▸ **Given records**
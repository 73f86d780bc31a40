//! Salon metadata repository.
//!
//! The metadata lives in a single row with a fixed ID; updates upsert that row.

use chrono::Utc;
use sea_orm::{ActiveModelTrait, ActiveValue, DatabaseConnection, DbErr, EntityTrait};

use crate::server::model::salon::{PhotoGallery, SalonInfo, UpdateSalonInfoParam};

/// Primary key of the salon metadata row.
pub const SALON_INFO_ID: i32 = 1;

pub struct SalonInfoRepository<'a> {
    db: &'a DatabaseConnection,
}

impl<'a> SalonInfoRepository<'a> {
    pub fn new(db: &'a DatabaseConnection) -> Self {
        Self { db }
    }

    /// Gets the stored metadata, or `None` before the first save.
    pub async fn get(&self) -> Result<Option<SalonInfo>, DbErr> {
        let entity = entity::prelude::SalonInfo::find_by_id(SALON_INFO_ID)
            .one(self.db)
            .await?;

        Ok(entity.map(SalonInfo::from_entity))
    }

    /// Applies `param` to the metadata row, creating the row if it does not exist yet.
    pub async fn upsert(&self, param: UpdateSalonInfoParam) -> Result<SalonInfo, DbErr> {
        let existing = entity::prelude::SalonInfo::find_by_id(SALON_INFO_ID)
            .one(self.db)
            .await?;

        let is_new = existing.is_none();
        let mut active_model = match existing {
            Some(model) => model.into(),
            None => entity::salon_info::ActiveModel {
                id: ActiveValue::Set(SALON_INFO_ID),
                name: ActiveValue::Set(None),
                phone: ActiveValue::Set(None),
                whatsapp: ActiveValue::Set(None),
                address: ActiveValue::Set(None),
                email: ActiveValue::Set(None),
                instagram: ActiveValue::Set(None),
                opening_hours: ActiveValue::Set(None),
                galleries: ActiveValue::Set(entity::json::GalleryList::default()),
                updated_at: ActiveValue::NotSet,
            },
        };

        if let Some(name) = param.name {
            active_model.name = ActiveValue::Set(Some(name));
        }
        if let Some(phone) = param.phone {
            active_model.phone = ActiveValue::Set(Some(phone));
        }
        if let Some(whatsapp) = param.whatsapp {
            active_model.whatsapp = ActiveValue::Set(Some(whatsapp));
        }
        if let Some(address) = param.address {
            active_model.address = ActiveValue::Set(Some(address));
        }
        if let Some(email) = param.email {
            active_model.email = ActiveValue::Set(Some(email));
        }
        if let Some(instagram) = param.instagram {
            active_model.instagram = ActiveValue::Set(Some(instagram));
        }
        if let Some(opening_hours) = param.opening_hours {
            active_model.opening_hours = ActiveValue::Set(Some(opening_hours));
        }
        if let Some(galleries) = param.galleries {
            active_model.galleries = ActiveValue::Set(entity::json::GalleryList(
                galleries.into_iter().map(PhotoGallery::into_entity).collect(),
            ));
        }
        active_model.updated_at = ActiveValue::Set(Utc::now());

        let entity = if is_new {
            active_model.insert(self.db).await?
        } else {
            active_model.update(self.db).await?
        };

        Ok(SalonInfo::from_entity(entity))
    }
}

▸ **Exercise prompt**
Using the entries above, give again exactly the lines from the line holding "Salon metadata repository." through the line holding "not exist yet.". Include both end lines and nothing else.

▸ **Task output**
//! Salon metadata repository.
//!
//! The metadata lives in a single row with a fixed ID; updates upsert that row.

use chrono::Utc;
use sea_orm::{ActiveModelTrait, ActiveValue, DatabaseConnection, DbErr, EntityTrait};

use crate::server::model::salon::{PhotoGallery, SalonInfo, UpdateSalonInfoParam};

/// Primary key of the salon metadata row.
pub const SALON_INFO_ID: i32 = 1;

pub struct SalonInfoRepository<'a> {
    db: &'a DatabaseConnection,
}

impl<'a> SalonInfoRepository<'a> {
    pub fn new(db: &'a DatabaseConnection) -> Self {
        Self { db }
    }

    /// Gets the stored metadata, or `None` before the first save.
    pub async fn get(&self) -> Result<Option<SalonInfo>, DbErr> {
        let entity = entity::prelude::SalonInfo::find_by_id(SALON_INFO_ID)
            .one(self.db)
            .await?;

        Ok(entity.map(SalonInfo::from_entity))
    }

    /// Applies `param` to the metadata row, creating the row if it does not exist yet.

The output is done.